A técnica do upcycling como uma alternativa para o consumo de moda sustentável
Todos os dias milhares de peças novas entram em lojas de fast fashion e outras milhares são descartadas após não terem sido vendidas. Em toda estação tendências são criadas e várias outras consideradas inadequadas pelos ditadores da moda. Diante disso, o nosso planeta é cada vez mais intoxicado com resíduos, afinal, de acordo com a Fundação Estadual do Meio Ambiente cerca de 15 a 20% do tecido é desperdiçado por peça produzida. Nesse contexto, o upcycling funciona como uma alternativa ao descarte.
Diferente da reciclagem que envolve a padronização e um pouco similar à customização, upcycling é o processo de criar novas peças usando roupas que seriam jogadas fora por conterem algum defeito, não terem sido vendidas ou qualquer outro aspecto que as torne “inadequadas” para retornar ao mercado.
“O que é um defeito? Por que algo considerado como um defeito é um defeito? Como um defeito pode ser um efeito?” Augustina Comas
Muita gente tem preconceito com esse tipo de produção por acreditar que usará roupas velhas, mas enquanto isso estilistas como Augustina Comas e Juliene Darin se aproveitam de trajes que seriam destinados aos lixões e criam verdadeiras obras de arte como trabalho. Elas alimentam suas lojas com um produto mais sustentável do que aquele vendido em massa. A iniciativa não para por aí e até a luxuosa grife francesa Hermès já adotou a técnica e cria artigos para casa com tecidos que sobram de xales, bolsas e vestidos chiques.
Em um estúdio no Butantã cheio de tons de azul, post-its coloridos e livros de moda, Augustina Comas transforma camisetas masculinas em shorts, saias, blusas e quimonos. A uruguaia sequer sabia que existia um nome para o que fazia e que isso era uma prática do universo sustentável quando, dez anos atrás, começou a trabalhar com tecidos e roupas que seriam descartados. Assim como ela, a professora do curso sobre upcycling e proprietária do ateliê ModaImagem conta que conheceu o método intuitivamente quando, há dezoito anos, teve que fazer um desfile com alunos que ainda estavam no segundo semestre e por isso não tinham muita prática. Então, uma amiga a cedeu 60 calças jeans e com elas os jovens fizeram vestidos, blusas, jardineiras e mais.
De acordo com Comas, a maior dificuldade em fazer upcycling é que você não desenha a peça e escolhe o tecido, mas está sempre dependendo do lote de peças disponíveis. Não há muita padronização. Você pega essa peça e dá um ressignificado a partir do que ela é, a partir de suas características.

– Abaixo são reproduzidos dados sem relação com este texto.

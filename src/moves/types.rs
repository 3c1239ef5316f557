//! The `Move` record and the fixed-capacity buffers move generation fills.

use arrayvec::ArrayVec;
use std::fmt;

use crate::square::{square_of, Color, Piece, PieceType, Square};

/// Maximum pseudo-legal moves ever generated from a single position; well
/// above the true worst case, kept as a round stack-allocation budget.
pub const MAX_MOVES: usize = 256;

pub type MoveList = ArrayVec<Move, MAX_MOVES>;

#[derive(Debug, Clone, Copy, PartialEq, Eq)]
pub struct Move {
    pub piece: Piece,
    pub from: Square,
    pub to: Square,
    pub captured: Option<Piece>,
    pub promotion: Option<PieceType>,
    /// Square the captured pawn stood on, or 0 (`NO_SQUARE`) if not en passant.
    pub en_passant_victim: Square,
    /// Scratch ordering score, written by `ordering` and read back by sort.
    pub score: i32,
}

impl Move {
    pub fn quiet(piece: Piece, from: Square, to: Square) -> Self {
        Move {
            piece,
            from,
            to,
            captured: None,
            promotion: None,
            en_passant_victim: 0,
            score: 0,
        }
    }

    pub fn capture(piece: Piece, from: Square, to: Square, captured: Piece) -> Self {
        Move {
            piece,
            from,
            to,
            captured: Some(captured),
            promotion: None,
            en_passant_victim: 0,
            score: 0,
        }
    }

    pub fn en_passant(piece: Piece, from: Square, to: Square, captured: Piece, victim: Square) -> Self {
        Move {
            piece,
            from,
            to,
            captured: Some(captured),
            promotion: None,
            en_passant_victim: victim,
            score: 0,
        }
    }

    pub fn is_capture(&self) -> bool {
        self.captured.is_some()
    }

    pub fn is_en_passant(&self) -> bool {
        self.en_passant_victim != 0
    }

    pub fn is_promotion(&self) -> bool {
        self.promotion.is_some()
    }

    pub fn is_tactical(&self) -> bool {
        self.is_capture() || self.is_promotion()
    }

    fn king_home(color: Color) -> Square {
        match color {
            Color::White => square_of(5, 1),
            Color::Black => square_of(5, 8),
        }
    }

    pub fn is_kingside_castle(&self) -> bool {
        self.piece.kind == PieceType::King
            && self.from == Self::king_home(self.piece.color)
            && self.to as i32 - self.from as i32 == 2
    }

    pub fn is_queenside_castle(&self) -> bool {
        self.piece.kind == PieceType::King
            && self.from == Self::king_home(self.piece.color)
            && self.from as i32 - self.to as i32 == 2
    }

    pub fn is_castling(&self) -> bool {
        self.is_kingside_castle() || self.is_queenside_castle()
    }

    pub fn is_double_pawn_push(&self) -> bool {
        self.piece.kind == PieceType::Pawn && (self.from as i32 - self.to as i32).abs() == 24
    }

    pub fn to_uci(&self) -> String {
        let mut s = String::with_capacity(5);
        s.push_str(&square_to_algebraic(self.from));
        s.push_str(&square_to_algebraic(self.to));
        if let Some(promo) = self.promotion {
            s.push(match promo {
                PieceType::Queen => 'q',
                PieceType::Rook => 'r',
                PieceType::Bishop => 'b',
                PieceType::Knight => 'n',
                _ => unreachable!("only Q/R/B/N are legal promotion targets"),
            });
        }
        s
    }
}

pub fn square_to_algebraic(sq: Square) -> String {
    let file = crate::square::file_of(sq);
    let rank = crate::square::rank_of(sq);
    format!("{}{}", (b'a' + file) as char, rank)
}

impl fmt::Display for Move {
    fn fmt(&self, f: &mut fmt::Formatter<'_>) -> fmt::Result {
        write!(f, "{}", self.to_uci())
    }
}
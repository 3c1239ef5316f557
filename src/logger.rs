//! Process-wide structured logging, initialized once by the CLI binary.
//! Library consumers that embed the engine without the `cli` feature never
//! pay for this.

use std::path::Path;
use std::sync::OnceLock;

use tracing_subscriber::{fmt, EnvFilter};

static GUARD: OnceLock<tracing_appender::non_blocking::WorkerGuard> = OnceLock::new();
static INIT: OnceLock<()> = OnceLock::new();

/// Initializes logging once for the whole process. `filter` is used unless
/// `RUST_LOG` is set in the environment, in which case that takes priority.
/// Idempotent: later calls are no-ops.
pub fn init_logging<P: AsRef<Path>>(log_path: P, filter: &str) {
    INIT.get_or_init(|| {
        let path = log_path.as_ref();
        if let Some(dir) = path.parent() {
            let _ = std::fs::create_dir_all(dir);
        }

        let file = std::fs::OpenOptions::new()
            .create(true)
            .append(true)
            .open(path)
            .expect("open log file");

        let (non_blocking, guard) = tracing_appender::non_blocking(file);
        let _ = GUARD.set(guard);

        let env_filter = if std::env::var_os("RUST_LOG").is_some() {
            EnvFilter::from_default_env()
        } else {
            EnvFilter::try_new(filter).unwrap_or_else(|_| EnvFilter::new("info"))
        };

        let subscriber = fmt()
            .with_env_filter(env_filter)
            .with_writer(non_blocking)
            .with_ansi(false)
            .with_target(true)
            .with_line_number(true)
            .finish();

        let _ = tracing::subscriber::set_global_default(subscriber);
    });
}
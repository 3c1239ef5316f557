//! Move ordering: hash-move priority, MVV/LVA for captures, history
//! heuristic for everything else.

use crate::moves::types::{Move, MoveList};
use crate::square::{to8x8, Piece};

const HASH_MOVE_SCORE: i32 = 100_000_000;
const CAPTURE_BASE: i32 = 10_000;
pub const HISTORY_OVERFLOW: i32 = 9_000;
pub const HISTORY_AGING_DIVISOR: i32 = 8;

/// `[piece_index][destination_8x8]`, 12 rows by 64 columns.
pub struct HistoryTable {
    counters: [[i32; 64]; 12],
}

impl HistoryTable {
    pub fn new() -> Self {
        HistoryTable { counters: [[0; 64]; 12] }
    }

    pub fn clear(&mut self) {
        self.counters = [[0; 64]; 12];
    }

    pub fn score(&self, piece: Piece, dest8: usize) -> i32 {
        self.counters[piece.piece_index()][dest8]
    }

    /// Rewards a quiet move that raised alpha or caused a cutoff. Ages all
    /// counters by dividing by 8 if any counter exceeds 9,000.
    pub fn update(&mut self, piece: Piece, dest8: usize, depth: i32) {
        self.counters[piece.piece_index()][dest8] += depth;
        if self.counters.iter().flatten().any(|&c| c > HISTORY_OVERFLOW) {
            for row in self.counters.iter_mut() {
                for c in row.iter_mut() {
                    *c /= HISTORY_AGING_DIVISOR;
                }
            }
        }
    }
}

impl Default for HistoryTable {
    fn default() -> Self {
        Self::new()
    }
}

/// Scores one move given an optional hash-move hint and the history table.
pub fn score_move(mv: &Move, hint: Option<Move>, history: &HistoryTable) -> i32 {
    if let Some(hint_mv) = hint {
        if *mv == hint_mv {
            return HASH_MOVE_SCORE;
        }
    }
    if let Some(captured) = mv.captured {
        let victim = captured.kind as i32;
        let attacker = mv.piece.kind as i32;
        let mut inner = victim * 6 + 5 - attacker;
        if mv.is_promotion() {
            inner -= 5;
        }
        return inner * CAPTURE_BASE;
    }
    history.score(mv.piece, to8x8(mv.to))
}

/// Scores every move in `moves` and sorts descending.
pub fn order_moves(moves: &mut MoveList, hint: Option<Move>, history: &HistoryTable) {
    for mv in moves.iter_mut() {
        mv.score = score_move(mv, hint, history);
    }
    moves.sort_by(|a, b| b.score.cmp(&a.score));
}
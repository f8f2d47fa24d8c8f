use serde::Deserialize;

use crate::application::reading_source::Protocol;
use crate::domain::window::Granularity;

#[derive(Debug, Deserialize, Clone)]
pub struct ChartConfig {
    pub source: SourceSettings,
    #[serde(default)]
    pub window: WindowSettings,
}

#[derive(Debug, Deserialize, Clone)]
pub struct SourceSettings {
    pub base_url: String,
    #[serde(default = "default_protocol")]
    pub protocol: Protocol,
    #[serde(default = "default_timeout_seconds")]
    pub timeout_seconds: u64,
}

#[derive(Debug, Deserialize, Clone)]
pub struct WindowSettings {
    #[serde(default = "default_period_seconds")]
    pub period_seconds: i64,
}

impl Default for WindowSettings {
    fn default() -> Self {
        Self {
            period_seconds: default_period_seconds(),
        }
    }
}

fn default_protocol() -> Protocol {
    Protocol::WindowedCelsius
}

fn default_timeout_seconds() -> u64 {
    30
}

fn default_period_seconds() -> i64 {
    Granularity::Hour.seconds()
}

pub fn load_chart_config() -> anyhow::Result<ChartConfig> {
    let settings = config::Config::builder()
        .add_source(config::File::with_name("config/chart"))
        .build()?;

    let chart_config: ChartConfig = settings.try_deserialize()?;
    if chart_config.window.period_seconds <= 0 {
        anyhow::bail!(
            "window.period_seconds must be positive, got {}",
            chart_config.window.period_seconds
        );
    }
    Ok(chart_config)
}
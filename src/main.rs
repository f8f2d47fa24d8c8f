// Main entry point - dependency injection and the control loop
mod application;
mod domain;
mod infrastructure;
mod presentation;

use std::sync::Arc;

use tokio::io::{AsyncBufReadExt, BufReader};

use crate::application::window_controller::WindowController;
use crate::domain::window::Granularity;
use crate::infrastructure::config::load_chart_config;
use crate::infrastructure::http_reading_source::HttpReadingSource;
use crate::infrastructure::system_clock::SystemClock;
use crate::presentation::terminal_chart::TerminalChart;

#[tokio::main]
async fn main() -> anyhow::Result<()> {
    // Initialize tracing
    tracing_subscriber::fmt::init();

    // Load configuration
    let chart_config = load_chart_config()?;

    // Create the reading source (infrastructure layer)
    let source = Arc::new(HttpReadingSource::new(&chart_config.source));

    // Create the controller (application layer)
    let controller = Arc::new(WindowController::new(
        source,
        Arc::new(SystemClock),
        Arc::new(TerminalChart),
        chart_config.source.protocol,
        chart_config.window.period_seconds,
    ));

    println!("Temperature chart, reading from {}", chart_config.source.base_url);
    println!("commands: back, forward, now, hour, day, week, refresh, status, quit");

    controller.refresh().await;

    // Navigation commands are spawned so a slow fetch never blocks input;
    // the controller's generation guard sorts out overlapping completions.
    let mut lines = BufReader::new(tokio::io::stdin()).lines();
    while let Some(line) = lines.next_line().await? {
        let command = line.trim().to_ascii_lowercase();
        let controller = controller.clone();
        match command.as_str() {
            "" => {}
            "b" | "back" => {
                tokio::spawn(async move { controller.shift_backward().await });
            }
            "f" | "forward" => {
                tokio::spawn(async move { controller.shift_forward().await });
            }
            "n" | "now" => {
                tokio::spawn(async move { controller.jump_to_now().await });
            }
            "h" | "hour" => {
                tokio::spawn(async move { controller.set_granularity(Granularity::Hour).await });
            }
            "d" | "day" => {
                tokio::spawn(async move { controller.set_granularity(Granularity::Day).await });
            }
            "w" | "week" => {
                tokio::spawn(async move { controller.set_granularity(Granularity::Week).await });
            }
            "r" | "refresh" => {
                tokio::spawn(async move { controller.refresh().await });
            }
            "s" | "status" => {
                let window = controller.window();
                println!(
                    "window start={} period={}s points={}",
                    window.start_timestamp,
                    window.period_seconds,
                    controller.display_points().len()
                );
            }
            "q" | "quit" => break,
            other => println!("unknown command: {other}"),
        }
    }

    Ok(())
}
// Sensor reading as returned by the reading source
use serde::Deserialize;

/// One observation from the wire. Legacy sources omit the unit entirely.
/// Readings arrive as an unordered set; ordering is the consumer's problem.
#[derive(Debug, Clone, PartialEq, Deserialize)]
pub struct Reading {
    pub recorded_timestamp: i64,
    pub value: f64,
    #[serde(default)]
    pub unit: Option<String>,
}
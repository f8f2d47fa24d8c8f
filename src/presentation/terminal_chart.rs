// Terminal chart - plain-text rendering of the display series
use std::io::{self, Write};

use chrono::{DateTime, Local};

use crate::application::display_surface::DisplaySurface;
use crate::domain::display::DisplayPoint;
use crate::domain::window::{Granularity, Window};

const BAR_WIDTH: usize = 40;

/// Redraws the whole series on every replacement. Visual styling is kept
/// minimal: one line per point with a proportional bar, plus a toolbar line
/// showing the window start and the active granularity preset in bold.
pub struct TerminalChart;

impl DisplaySurface for TerminalChart {
    fn render(&self, window: Window, points: &[DisplayPoint]) {
        let mut stdout = io::stdout().lock();
        if let Err(err) = draw(&mut stdout, window, points) {
            tracing::warn!(error = %err, "failed to draw chart");
        }
    }
}

fn draw(out: &mut impl Write, window: Window, points: &[DisplayPoint]) -> io::Result<()> {
    writeln!(out)?;
    writeln!(out, "Temperature Over Time")?;
    writeln!(out, "{}", toolbar(window))?;

    if points.is_empty() {
        writeln!(out, "  (no readings in this window)")?;
        return Ok(());
    }

    let min = points
        .iter()
        .map(|p| p.temperature)
        .fold(f64::INFINITY, f64::min);
    let max = points
        .iter()
        .map(|p| p.temperature)
        .fold(f64::NEG_INFINITY, f64::max);

    for point in points {
        writeln!(
            out,
            "  {:>10}  {:>7.2}  {}",
            point.time_label,
            point.temperature,
            bar(point.temperature, min, max)
        )?;
    }
    Ok(())
}

fn toolbar(window: Window) -> String {
    let start = DateTime::from_timestamp(window.start_timestamp, 0)
        .map(|t| t.with_timezone(&Local).format("%c").to_string())
        .unwrap_or_else(|| window.start_timestamp.to_string());

    let active = Granularity::from_seconds(window.period_seconds);
    let presets = Granularity::ALL
        .into_iter()
        .map(|granularity| {
            if active == Some(granularity) {
                format!("\x1b[1m{}\x1b[0m", granularity.label())
            } else {
                granularity.label().to_string()
            }
        })
        .collect::<Vec<_>>()
        .join(" ");

    format!("from {start}  [{presets}]")
}

fn bar(value: f64, min: f64, max: f64) -> String {
    let span = max - min;
    let filled = if span <= f64::EPSILON {
        BAR_WIDTH / 2
    } else {
        (((value - min) / span) * BAR_WIDTH as f64).round() as usize
    };
    "#".repeat(filled.clamp(1, BAR_WIDTH))
}

#[cfg(test)]
mod tests {
    use super::*;
    use crate::domain::display::time_label;

    fn drawn(window: Window, points: &[DisplayPoint]) -> String {
        let mut buffer = Vec::new();
        draw(&mut buffer, window, points).unwrap();
        String::from_utf8(buffer).unwrap()
    }

    #[test]
    fn draws_one_line_per_point() {
        let window = Window {
            start_timestamp: 1_000,
            period_seconds: 3_600,
        };
        let points = vec![
            DisplayPoint {
                time_label: time_label(1_060),
                temperature: 20.0,
            },
            DisplayPoint {
                time_label: time_label(1_120),
                temperature: 22.5,
            },
        ];
        let output = drawn(window, &points);
        assert!(output.contains(&time_label(1_060)));
        assert!(output.contains("22.50"));
        assert!(output.contains('#'));
    }

    #[test]
    fn empty_series_renders_an_empty_chart() {
        let window = Window {
            start_timestamp: 1_000,
            period_seconds: 3_600,
        };
        assert!(drawn(window, &[]).contains("(no readings in this window)"));
    }

    #[test]
    fn toolbar_bolds_the_active_preset() {
        let window = Window {
            start_timestamp: 1_000,
            period_seconds: 86_400,
        };
        let line = toolbar(window);
        assert!(line.contains("\x1b[1mDay\x1b[0m"));
        assert!(!line.contains("\x1b[1mHour"));
    }

    #[test]
    fn toolbar_handles_a_non_preset_period() {
        let window = Window {
            start_timestamp: 1_000,
            period_seconds: 1_234,
        };
        let line = toolbar(window);
        assert!(!line.contains("\x1b[1m"));
    }

    #[test]
    fn bars_scale_between_min_and_max() {
        assert_eq!(bar(10.0, 10.0, 20.0), "#");
        assert_eq!(bar(20.0, 10.0, 20.0), "#".repeat(BAR_WIDTH));
        assert_eq!(bar(21.5, 21.5, 21.5), "#".repeat(BAR_WIDTH / 2));
    }
}
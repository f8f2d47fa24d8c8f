// Infrastructure layer - external dependencies and adapters
pub mod config;
pub mod http_reading_source;
pub mod system_clock;
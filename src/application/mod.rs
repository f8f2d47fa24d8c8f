// Application layer - use cases and collaborator seams
pub mod clock;
pub mod display_surface;
pub mod reading_source;
pub mod window_controller;
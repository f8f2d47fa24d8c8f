// Window controller - owns the query window and keeps fetches in order
use std::sync::{Arc, Mutex};

use crate::application::clock::Clock;
use crate::application::display_surface::DisplaySurface;
use crate::application::reading_source::{Protocol, ReadingSource};
use crate::domain::display::DisplayPoint;
use crate::domain::reading::Reading;
use crate::domain::window::{Granularity, Window};

/// Maintains the current query window, refetches on every change, and
/// replaces the display series wholesale when a fetch lands. Methods take
/// `&self`, so callers may spawn navigation calls; when fetches overlap,
/// the generation guard makes the latest window win regardless of which
/// response arrives first.
pub struct WindowController {
    source: Arc<dyn ReadingSource>,
    clock: Arc<dyn Clock>,
    surface: Arc<dyn DisplaySurface>,
    protocol: Protocol,
    state: Mutex<ControllerState>,
}

struct ControllerState {
    window: Window,
    generation: u64,
    points: Vec<DisplayPoint>,
}

/// Snapshot handed to an in-flight fetch. `generation` decides whether the
/// response may still be applied when it arrives.
#[derive(Debug, Clone, Copy)]
struct FetchTicket {
    window: Window,
    generation: u64,
}

impl WindowController {
    /// The initial window covers the `period_seconds` leading up to now.
    pub fn new(
        source: Arc<dyn ReadingSource>,
        clock: Arc<dyn Clock>,
        surface: Arc<dyn DisplaySurface>,
        protocol: Protocol,
        period_seconds: i64,
    ) -> Self {
        let window = Window::ending_at(clock.now_unix(), period_seconds);
        Self {
            source,
            clock,
            surface,
            protocol,
            state: Mutex::new(ControllerState {
                window,
                generation: 0,
                points: Vec::new(),
            }),
        }
    }

    pub fn window(&self) -> Window {
        self.state.lock().unwrap().window
    }

    pub fn display_points(&self) -> Vec<DisplayPoint> {
        self.state.lock().unwrap().points.clone()
    }

    /// Pan one period into the past. The start never goes below zero.
    pub async fn shift_backward(&self) {
        let ticket = self.advance(Window::shifted_backward);
        self.run_fetch(ticket).await;
    }

    /// Pan one period into the future, with no clamp at "now".
    pub async fn shift_forward(&self) {
        let ticket = self.advance(Window::shifted_forward);
        self.run_fetch(ticket).await;
    }

    /// Re-anchor the window start at the current time, keeping the period.
    pub async fn jump_to_now(&self) {
        let now = self.clock.now_unix();
        let ticket = self.advance(move |window| window.anchored_at(now));
        self.run_fetch(ticket).await;
    }

    /// Change the window length. The start stays exactly where it is, even
    /// when that leaves the window far in the past; see `Window::with_period`.
    /// Non-positive periods are ignored.
    pub async fn set_period(&self, period_seconds: i64) {
        if period_seconds <= 0 {
            tracing::warn!(period_seconds, "ignoring non-positive period");
            return;
        }
        let ticket = self.advance(move |window| window.with_period(period_seconds));
        self.run_fetch(ticket).await;
    }

    pub async fn set_granularity(&self, granularity: Granularity) {
        self.set_period(granularity.seconds()).await;
    }

    /// Fetch again for the current window without changing it. Runs once at
    /// startup and backs the manual refresh control.
    pub async fn refresh(&self) {
        let ticket = {
            let state = self.state.lock().unwrap();
            FetchTicket {
                window: state.window,
                generation: state.generation,
            }
        };
        self.run_fetch(ticket).await;
    }

    fn advance(&self, transition: impl FnOnce(Window) -> Window) -> FetchTicket {
        let (ticket, points) = {
            let mut state = self.state.lock().unwrap();
            state.window = transition(state.window);
            state.generation += 1;
            (
                FetchTicket {
                    window: state.window,
                    generation: state.generation,
                },
                state.points.clone(),
            )
        };
        // The window readout updates immediately; the data catches up when
        // the fetch lands.
        self.surface.render(ticket.window, &points);
        ticket
    }

    async fn run_fetch(&self, ticket: FetchTicket) {
        let query = self.protocol.query_for(ticket.window);
        match self.source.fetch_readings(query).await {
            Ok(readings) => self.apply(ticket, readings),
            Err(err) => {
                // The previous series stays on display; the next navigation
                // is the only retry.
                tracing::warn!(error = %err, "fetch failed, keeping previous readings");
            }
        }
    }

    fn apply(&self, ticket: FetchTicket, mut readings: Vec<Reading>) {
        if let Some(unit) = self.protocol.required_unit() {
            readings.retain(|reading| reading.unit.as_deref() == Some(unit));
        }
        readings.sort_by_key(|reading| reading.recorded_timestamp);
        let points: Vec<DisplayPoint> = readings.iter().map(DisplayPoint::from_reading).collect();

        let window = {
            let mut state = self.state.lock().unwrap();
            if state.generation != ticket.generation {
                tracing::debug!(
                    fetched = ticket.generation,
                    current = state.generation,
                    "discarding readings for a superseded window"
                );
                return;
            }
            state.points = points.clone();
            state.window
        };
        self.surface.render(window, &points);
    }
}
// HTTP reading source - the /read endpoint over reqwest
use std::time::Duration;

use async_trait::async_trait;
use serde::Deserialize;

use crate::application::reading_source::{ReadingQuery, ReadingSource, SourceError};
use crate::domain::reading::Reading;
use crate::infrastructure::config::SourceSettings;

pub struct HttpReadingSource {
    http_client: reqwest::Client,
    base_url: String,
}

/// Envelope returned by `/read`. The server also sends `current_timestamp`,
/// which the chart does not consume.
#[derive(Debug, Deserialize)]
struct ReadResponse {
    readings: Vec<Reading>,
}

impl HttpReadingSource {
    pub fn new(settings: &SourceSettings) -> Self {
        let http_client = reqwest::Client::builder()
            .timeout(Duration::from_secs(settings.timeout_seconds))
            .build()
            .expect("Failed to create HTTP client");

        Self {
            http_client,
            base_url: settings.base_url.trim_end_matches('/').to_string(),
        }
    }

    fn read_url(&self, query: ReadingQuery) -> String {
        match query {
            ReadingQuery::PeriodOnly { period_seconds } => {
                format!("{}/read?period={}", self.base_url, period_seconds)
            }
            ReadingQuery::Windowed {
                start_timestamp,
                period_seconds,
            } => format!(
                "{}/read?start_timestamp={}&period={}",
                self.base_url, start_timestamp, period_seconds
            ),
        }
    }
}

#[async_trait]
impl ReadingSource for HttpReadingSource {
    async fn fetch_readings(&self, query: ReadingQuery) -> Result<Vec<Reading>, SourceError> {
        let url = self.read_url(query);

        // Plain cross-origin GET: no credentials, no custom headers.
        let response = self
            .http_client
            .get(&url)
            .send()
            .await
            .map_err(|e| SourceError::new(format!("request failed: {e}")))?;

        if !response.status().is_success() {
            return Err(SourceError::new(format!("HTTP {}", response.status())));
        }

        let body: ReadResponse = response
            .json()
            .await
            .map_err(|e| SourceError::new(format!("failed to parse response: {e}")))?;

        Ok(body.readings)
    }
}
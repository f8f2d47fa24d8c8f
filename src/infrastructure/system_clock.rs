// System clock adapter
use chrono::Utc;

use crate::application::clock::Clock;

pub struct SystemClock;

impl Clock for SystemClock {
    fn now_unix(&self) -> i64 {
        Utc::now().timestamp()
    }
}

Juliene Darin customiza as roupas que compra de brechós desde os doze anos de idade. Porém, tudo começou quando devido ao consumo excessivo, ela notou que não havia dinheiro para pagar o hotel de seu MBA. A partir daí Darin começou a vender suas próprias roupas em feiras de carros antigos. Hoje, a paulistana é estilista freelancer e possui um trailer onde comercializa peças compradas de instituições carentes e exércitos da salvação, após serem repaginadas com upcycling. Ela diz que o método mais ecológico ingressou de vez em sua vida ao questionar o trabalho que fazia para grandes empresas.
Propósito social
Apenas no Brasil, 170 mil toneladas de retalhos são produzidas por ano e 80% disso vai para os lixões, segundo Serviço Brasileiro de Apoio às Micros e Pequenas Empresas e uma curiosidade é que o upcycling também gera restos, de forma que novas peças possam ser criadas e o processo criativo vem do propósito da marca de resolver um problema de resíduo.
Apesar de ser uma ferramenta social por permitir um processo de criação por meio de roupas rejeitadas, entrevistadas como Darin alegam que é um meio elitista e que percebe por suas clientes; mais presentes no mundo da moda, frequentadoras de brechós e que costumam viajar para o exterior fazendo deste um nicho muito específico. Geralmente, as consumidoras já sabem do que se trata e estão em busca de uma moda mais sustentável.
A verdade é que o processo de upcycling, apesar de revolucionário por reinserir como “matéria prima” roupas que seriam destinadas ao descarte aumentando sua rotatividade e vida útil, geralmente elas apenas demoram mais para serem de fato jogadas fora e decompostas, especialmente com os hábitos de consumo de nossa sociedade. Entretanto, é importante ressaltar o fomento do debate do consumismo, dos resíduos, dos excessos e de como a moda pode existir de forma mais sustentável e ecológica. Além de ao ser aplicado, poder também ser uma forma de diminuir as desigualdades sociais e auxiliar na renda de comunidades carentes.